### What you have to do:
Every line containing "Clone" should be copied out. Go through the entries and find them.

(Collected data)
================
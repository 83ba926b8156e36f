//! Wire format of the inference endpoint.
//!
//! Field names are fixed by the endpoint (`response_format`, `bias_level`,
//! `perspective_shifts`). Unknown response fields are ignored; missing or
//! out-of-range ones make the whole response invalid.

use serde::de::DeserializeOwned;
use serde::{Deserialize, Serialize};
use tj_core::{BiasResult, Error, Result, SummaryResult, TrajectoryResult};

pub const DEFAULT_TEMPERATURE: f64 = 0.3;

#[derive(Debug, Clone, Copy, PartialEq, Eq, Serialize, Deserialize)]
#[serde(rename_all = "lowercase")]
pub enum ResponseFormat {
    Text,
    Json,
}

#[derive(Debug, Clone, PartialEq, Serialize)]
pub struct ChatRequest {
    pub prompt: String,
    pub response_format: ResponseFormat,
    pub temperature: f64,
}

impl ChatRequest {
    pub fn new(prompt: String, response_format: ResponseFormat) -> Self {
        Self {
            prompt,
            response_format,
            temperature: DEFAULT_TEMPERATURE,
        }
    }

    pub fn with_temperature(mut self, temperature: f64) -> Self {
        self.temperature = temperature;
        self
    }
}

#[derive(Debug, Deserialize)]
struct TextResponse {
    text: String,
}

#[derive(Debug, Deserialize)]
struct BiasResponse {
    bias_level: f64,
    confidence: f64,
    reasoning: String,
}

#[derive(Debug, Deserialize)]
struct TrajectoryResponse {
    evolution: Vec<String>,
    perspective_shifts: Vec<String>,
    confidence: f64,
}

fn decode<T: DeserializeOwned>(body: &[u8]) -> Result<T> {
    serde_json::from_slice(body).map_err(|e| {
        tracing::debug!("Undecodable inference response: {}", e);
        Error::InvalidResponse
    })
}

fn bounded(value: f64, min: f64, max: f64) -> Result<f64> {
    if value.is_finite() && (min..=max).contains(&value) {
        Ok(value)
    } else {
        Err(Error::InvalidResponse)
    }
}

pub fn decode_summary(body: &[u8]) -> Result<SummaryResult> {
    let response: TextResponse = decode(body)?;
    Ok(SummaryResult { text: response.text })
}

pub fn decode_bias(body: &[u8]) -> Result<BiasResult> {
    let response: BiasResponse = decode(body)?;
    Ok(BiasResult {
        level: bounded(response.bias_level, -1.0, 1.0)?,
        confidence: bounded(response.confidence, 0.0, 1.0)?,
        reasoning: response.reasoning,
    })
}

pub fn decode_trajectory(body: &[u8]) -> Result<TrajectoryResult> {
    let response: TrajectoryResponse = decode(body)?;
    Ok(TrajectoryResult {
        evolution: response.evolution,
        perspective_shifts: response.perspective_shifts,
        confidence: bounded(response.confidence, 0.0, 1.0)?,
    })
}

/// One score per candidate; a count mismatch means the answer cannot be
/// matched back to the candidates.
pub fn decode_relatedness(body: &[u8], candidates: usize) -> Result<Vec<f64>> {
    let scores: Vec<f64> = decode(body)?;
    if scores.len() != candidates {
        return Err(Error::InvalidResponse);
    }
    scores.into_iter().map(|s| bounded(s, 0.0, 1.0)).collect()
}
================
### Written solution:
#[derive(Debug, Clone, Copy, PartialEq, Eq, Serialize, Deserialize)]
#[derive(Debug, Clone, PartialEq, Serialize)]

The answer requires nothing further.